[Collected data entries]
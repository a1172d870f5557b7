//! Diagnostic logging for resolution
//!
//! The coordinator and its providers report through a shared, replaceable
//! [`LogSink`]. The default sink forwards to `tracing`, so hosts only need
//! to install a subscriber (see [`init`]) to see resolution traces.

use std::fmt;
use std::sync::Arc;

use tracing_subscriber::{EnvFilter, fmt as tracing_fmt, prelude::*};

/// Severity of a resolution trace message.
#[derive(Debug, Clone, Copy, PartialEq, Eq, PartialOrd, Ord, Hash)]
pub enum LogLevel {
    Verbose,
    Debug,
    Error,
}

impl fmt::Display for LogLevel {
    fn fmt(&self, f: &mut fmt::Formatter<'_>) -> fmt::Result {
        match self {
            LogLevel::Verbose => write!(f, "verbose"),
            LogLevel::Debug => write!(f, "debug"),
            LogLevel::Error => write!(f, "error"),
        }
    }
}

/// Destination for trace messages emitted by the coordinator and providers.
pub type LogSink = Arc<dyn Fn(LogLevel, &str) + Send + Sync>;

/// Sink that forwards every message to `tracing` under the `tweaks` target.
pub fn tracing_sink() -> LogSink {
    Arc::new(|level, message| match level {
        LogLevel::Verbose => tracing::trace!(target: "tweaks", "{}", message),
        LogLevel::Debug => tracing::debug!(target: "tweaks", "{}", message),
        LogLevel::Error => tracing::error!(target: "tweaks", "{}", message),
    })
}

/// Sink that discards everything.
pub fn silent_sink() -> LogSink {
    Arc::new(|_, _| {})
}

/// Initialize a tracing subscriber with default configuration.
///
/// Uses the `RUST_LOG` environment variable to determine the log level,
/// defaulting to "info" if not set. Set `RUST_LOG=tweaks=trace` to see
/// every lookup.
pub fn init() -> Result<(), Box<dyn std::error::Error + Send + Sync>> {
    let fmt_layer = tracing_fmt::layer()
        .with_target(true)
        .with_level(true)
        .compact();

    let filter_layer = EnvFilter::try_from_default_env().or_else(|_| EnvFilter::try_new("info"))?;

    tracing_subscriber::registry()
        .with(filter_layer)
        .with(fmt_layer)
        .try_init()?;

    Ok(())
}
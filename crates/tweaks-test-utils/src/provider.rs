//! [`RecordingProvider`] for coordinator test scenarios.

use std::collections::BTreeMap;
use std::sync::{Arc, Mutex};

use tweaks_core::{
    ChangeChannel, ConfigurationProvider, CustomizableConfigurationProvider, LogSink, Priority,
    Provider, Tweak,
};

/// Lookup order shared across several [`RecordingProvider`]s.
///
/// Each provider attached with [`RecordingProvider::with_journal`] appends
/// its name on every lookup, so a test can see the order the coordinator
/// walked its providers in.
#[derive(Clone, Default)]
pub struct LookupJournal {
    names: Arc<Mutex<Vec<String>>>,
}

impl LookupJournal {
    pub fn new() -> Self {
        Self::default()
    }

    /// Provider names in the order they were queried.
    pub fn names(&self) -> Vec<String> {
        self.names.lock().unwrap().clone()
    }

    pub fn clear(&self) {
        self.names.lock().unwrap().clear();
    }

    fn record(&self, name: &str) {
        self.names.lock().unwrap().push(name.to_string());
    }
}

/// A provider answering from a fixed table and recording every lookup.
///
/// Clones share the same table and lookup log, so a test can hand one
/// clone to the coordinator and keep another for assertions.
///
/// # Example
///
/// ```rust
/// use tweaks_core::Tweak;
/// use tweaks_test_utils::RecordingProvider;
///
/// let provider = RecordingProvider::new("remote", 10)
///     .with_tweak("ui", Tweak::new("dark_mode").with_value(true));
/// assert_eq!(provider.lookup_count(), 0);
/// ```
#[derive(Clone)]
pub struct RecordingProvider {
    name: String,
    priority: Priority,
    state: Arc<Mutex<State>>,
}

#[derive(Default)]
struct State {
    tweaks: BTreeMap<(String, String), Tweak>,
    lookups: Vec<(String, String)>,
    sink_updates: usize,
    channel: Option<Arc<dyn ChangeChannel>>,
    journal: Option<LookupJournal>,
}

impl RecordingProvider {
    pub fn new(name: &str, priority: u16) -> Self {
        Self {
            name: name.to_string(),
            priority: Priority(priority),
            state: Arc::new(Mutex::new(State::default())),
        }
    }

    /// Add a tweak under `feature`, keyed by the tweak's identifier.
    pub fn with_tweak(self, feature: &str, tweak: Tweak) -> Self {
        self.state().tweaks.insert(
            (feature.to_string(), tweak.identifier().to_string()),
            tweak,
        );
        self
    }

    /// Publish on `channel` from [`set`](Self::set).
    pub fn with_channel(self, channel: Arc<dyn ChangeChannel>) -> Self {
        self.state().channel = Some(channel);
        self
    }

    /// Append this provider's name to `journal` on every lookup.
    pub fn with_journal(self, journal: &LookupJournal) -> Self {
        self.state().journal = Some(journal.clone());
        self
    }

    /// Replace or add a tweak and publish a change if a channel is attached.
    pub fn set(&self, feature: &str, tweak: Tweak) {
        let channel = {
            let mut state = self.state();
            state.tweaks.insert(
                (feature.to_string(), tweak.identifier().to_string()),
                tweak,
            );
            state.channel.clone()
        };
        if let Some(channel) = channel {
            channel.publish();
        }
    }

    /// Wrap a clone as a lookup-only provider.
    pub fn plain(&self) -> Provider {
        Provider::plain(self.clone())
    }

    /// Wrap a clone as an enumerating provider.
    pub fn customizable(&self) -> Provider {
        Provider::customizable(self.clone())
    }

    /// Every (feature, variable) this provider was asked for, in order.
    pub fn lookups(&self) -> Vec<(String, String)> {
        self.state().lookups.clone()
    }

    pub fn lookup_count(&self) -> usize {
        self.state().lookups.len()
    }

    pub fn reset_lookups(&self) {
        self.state().lookups.clear();
    }

    /// How many times a log sink was installed on this provider.
    pub fn sink_updates(&self) -> usize {
        self.state().sink_updates
    }

    fn state(&self) -> std::sync::MutexGuard<'_, State> {
        self.state.lock().unwrap()
    }
}

impl ConfigurationProvider for RecordingProvider {
    fn name(&self) -> &str {
        &self.name
    }

    fn priority(&self) -> Priority {
        self.priority
    }

    fn tweak(&self, feature: &str, variable: &str) -> Option<Tweak> {
        let mut state = self.state();
        if let Some(journal) = &state.journal {
            journal.record(&self.name);
        }
        state
            .lookups
            .push((feature.to_string(), variable.to_string()));
        state
            .tweaks
            .get(&(feature.to_string(), variable.to_string()))
            .cloned()
    }

    fn set_log_sink(&self, _sink: LogSink) {
        self.state().sink_updates += 1;
    }
}

impl CustomizableConfigurationProvider for RecordingProvider {
    fn all_variable_identifiers(&self) -> Vec<String> {
        let mut identifiers: Vec<String> = self
            .state()
            .tweaks
            .keys()
            .map(|(_, variable)| variable.clone())
            .collect();
        identifiers.sort();
        identifiers.dedup();
        identifiers
    }
}
//! Payload-less "configuration changed" notifications
//!
//! Providers publish on a [`ChangeChannel`] whenever their backing data
//! changes; the coordinator and any interested callers subscribe to it.
//! The channel is injected explicitly into the coordinator and every
//! provider instead of being reached through global state.

use std::sync::{Arc, Mutex, Weak};

/// Callback invoked on every publication.
pub type Listener = Arc<dyn Fn() + Send + Sync>;

/// Publish/subscribe bus carrying a single, payload-less event.
///
/// Publishing is fire-and-forget. Each live listener sees a publication at
/// most once; nothing is queued for listeners that subscribe later.
pub trait ChangeChannel: Send + Sync {
    /// Notify every live listener that configuration changed.
    fn publish(&self);

    /// Attach a listener. It stays attached until the returned guard is
    /// dropped or cancelled.
    fn subscribe(&self, listener: Listener) -> ChannelSubscription;
}

/// Guard owning one listener attachment.
#[must_use = "dropping the subscription detaches the listener immediately"]
pub struct ChannelSubscription {
    detach: Option<Box<dyn FnOnce() + Send + Sync>>,
}

impl ChannelSubscription {
    /// Create a guard that runs `detach` exactly once when released.
    pub fn new(detach: impl FnOnce() + Send + Sync + 'static) -> Self {
        Self {
            detach: Some(Box::new(detach)),
        }
    }

    /// Detach the listener now.
    pub fn cancel(mut self) {
        self.release();
    }

    fn release(&mut self) {
        if let Some(detach) = self.detach.take() {
            detach();
        }
    }
}

impl Drop for ChannelSubscription {
    fn drop(&mut self) {
        self.release();
    }
}

impl std::fmt::Debug for ChannelSubscription {
    fn fmt(&self, f: &mut std::fmt::Formatter<'_>) -> std::fmt::Result {
        f.debug_struct("ChannelSubscription")
            .field("active", &self.detach.is_some())
            .finish()
    }
}

#[derive(Default)]
struct Listeners {
    next_id: u64,
    entries: Vec<(u64, Listener)>,
}

/// In-process [`ChangeChannel`].
///
/// Cloning yields another handle onto the same bus.
#[derive(Clone, Default)]
pub struct LocalChangeChannel {
    listeners: Arc<Mutex<Listeners>>,
}

impl LocalChangeChannel {
    pub fn new() -> Self {
        Self::default()
    }

    /// Convenience constructor returning the channel behind a trait object.
    pub fn shared() -> Arc<dyn ChangeChannel> {
        Arc::new(Self::new())
    }

    /// Number of currently attached listeners.
    pub fn listener_count(&self) -> usize {
        lock(&self.listeners).entries.len()
    }
}

impl ChangeChannel for LocalChangeChannel {
    fn publish(&self) {
        // Snapshot so listeners may attach or detach while being notified.
        let snapshot: Vec<Listener> = lock(&self.listeners)
            .entries
            .iter()
            .map(|(_, listener)| listener.clone())
            .collect();
        tracing::trace!(listeners = snapshot.len(), "Publishing configuration change");
        for listener in snapshot {
            listener();
        }
    }

    fn subscribe(&self, listener: Listener) -> ChannelSubscription {
        let id = {
            let mut listeners = lock(&self.listeners);
            let id = listeners.next_id;
            listeners.next_id += 1;
            listeners.entries.push((id, listener));
            id
        };

        let weak: Weak<Mutex<Listeners>> = Arc::downgrade(&self.listeners);
        ChannelSubscription::new(move || {
            if let Some(listeners) = weak.upgrade() {
                lock(&listeners).entries.retain(|(entry_id, _)| *entry_id != id);
            }
        })
    }
}

impl std::fmt::Debug for LocalChangeChannel {
    fn fmt(&self, f: &mut std::fmt::Formatter<'_>) -> std::fmt::Result {
        f.debug_struct("LocalChangeChannel")
            .field("listeners", &self.listener_count())
            .finish()
    }
}

fn lock(listeners: &Mutex<Listeners>) -> std::sync::MutexGuard<'_, Listeners> {
    listeners.lock().unwrap_or_else(|poisoned| poisoned.into_inner())
}
//! Read-only provider built from a declarative tweak list
//!
//! The list is TOML with one `[[tweak]]` table per entry:
//!
//! ```toml
//! [[tweak]]
//! feature = "ui_customization"
//! variable = "display_red_view"
//! title = "Display Red View"
//! group = "UI Customization"
//! value = true
//! displayable = true
//! ```

use std::path::Path;
use std::sync::RwLock;

use serde::Deserialize;
use tweaks_core::{
    ConfigurationProvider, LogLevel, LogSink, Priority, Provider, Tweak, TweakValue, tracing_sink,
};

use crate::error::{Error, Result};
use crate::table::FeatureTable;

#[derive(Debug, Deserialize)]
struct TweakList {
    #[serde(default, rename = "tweak")]
    tweaks: Vec<TweakEntry>,
}

#[derive(Debug, Deserialize)]
#[serde(deny_unknown_fields)]
struct TweakEntry {
    feature: String,
    variable: String,
    title: Option<String>,
    group: Option<String>,
    value: Option<TweakValue>,
    #[serde(default)]
    displayable: bool,
}

impl TweakEntry {
    fn into_tweak(self) -> Tweak {
        let mut tweak = Tweak::new(self.variable).displayable(self.displayable);
        if let Some(title) = self.title {
            tweak = tweak.with_title(title);
        }
        if let Some(group) = self.group {
            tweak = tweak.with_group(group);
        }
        if let Some(value) = self.value {
            tweak = tweak.with_value(value);
        }
        tweak
    }
}

/// Fixed tweaks, typically the application's shipped defaults.
///
/// Never publishes changes since its contents cannot change.
pub struct StaticProvider {
    name: String,
    priority: Priority,
    table: FeatureTable,
    log_sink: RwLock<LogSink>,
}

impl StaticProvider {
    /// Parse a tweak list.
    ///
    /// Entries must name a non-empty feature and variable, and each
    /// (feature, variable) pair may appear only once.
    pub fn from_toml_str(name: impl Into<String>, priority: Priority, content: &str) -> Result<Self> {
        let list: TweakList = toml::from_str(content)?;
        let mut table = FeatureTable::default();

        for entry in list.tweaks {
            if entry.feature.is_empty() || entry.variable.is_empty() {
                return Err(Error::InvalidTweakList {
                    message: format!(
                        "entry with feature {:?} and variable {:?} must name both",
                        entry.feature, entry.variable
                    ),
                });
            }
            let feature = entry.feature.clone();
            if table.get(&feature, &entry.variable).is_some() {
                return Err(Error::DuplicateTweak {
                    feature,
                    variable: entry.variable,
                });
            }
            table.insert(&feature, entry.into_tweak());
        }

        let name = name.into();
        tracing::debug!(provider = %name, tweaks = table.len(), "Parsed tweak list");
        Ok(Self {
            name,
            priority,
            table,
            log_sink: RwLock::new(tracing_sink()),
        })
    }

    /// Load a tweak list from disk.
    pub fn load(name: impl Into<String>, priority: Priority, path: &Path) -> Result<Self> {
        if !path.is_file() {
            return Err(Error::TweakListNotFound {
                path: path.to_path_buf(),
            });
        }
        let content = std::fs::read_to_string(path)?;
        Self::from_toml_str(name, priority, &content)
    }

    pub fn len(&self) -> usize {
        self.table.len()
    }

    pub fn is_empty(&self) -> bool {
        self.len() == 0
    }

    /// Wrap in a lookup-only [`Provider`].
    pub fn into_provider(self) -> Provider {
        Provider::plain(self)
    }
}

impl ConfigurationProvider for StaticProvider {
    fn name(&self) -> &str {
        &self.name
    }

    fn priority(&self) -> Priority {
        self.priority
    }

    fn tweak(&self, feature: &str, variable: &str) -> Option<Tweak> {
        let lookup = self.table.lookup(feature, variable);
        if lookup.candidates > 1 {
            let sink = self
                .log_sink
                .read()
                .unwrap_or_else(|poisoned| poisoned.into_inner())
                .clone();
            sink(
                LogLevel::Debug,
                &format!(
                    "{}: '{}' exists in {} features; using the first",
                    self.name, variable, lookup.candidates
                ),
            );
        }
        lookup.tweak
    }

    fn set_log_sink(&self, sink: LogSink) {
        *self
            .log_sink
            .write()
            .unwrap_or_else(|poisoned| poisoned.into_inner()) = sink;
    }
}

impl std::fmt::Debug for StaticProvider {
    fn fmt(&self, f: &mut std::fmt::Formatter<'_>) -> std::fmt::Result {
        f.debug_struct("StaticProvider")
            .field("name", &self.name)
            .field("priority", &self.priority)
            .field("tweaks", &self.len())
            .finish()
    }
}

DIRECTIONS: Your answer should be the lines of the records that hold the string "ChannelSubscription".

TASK SOLUTION:
    fn subscribe(&self, listener: Listener) -> ChannelSubscription;
pub struct ChannelSubscription {
impl ChannelSubscription {
impl Drop for ChannelSubscription {
impl std::fmt::Debug for ChannelSubscription {
        f.debug_struct("ChannelSubscription")
    fn subscribe(&self, listener: Listener) -> ChannelSubscription {
        ChannelSubscription::new(move || {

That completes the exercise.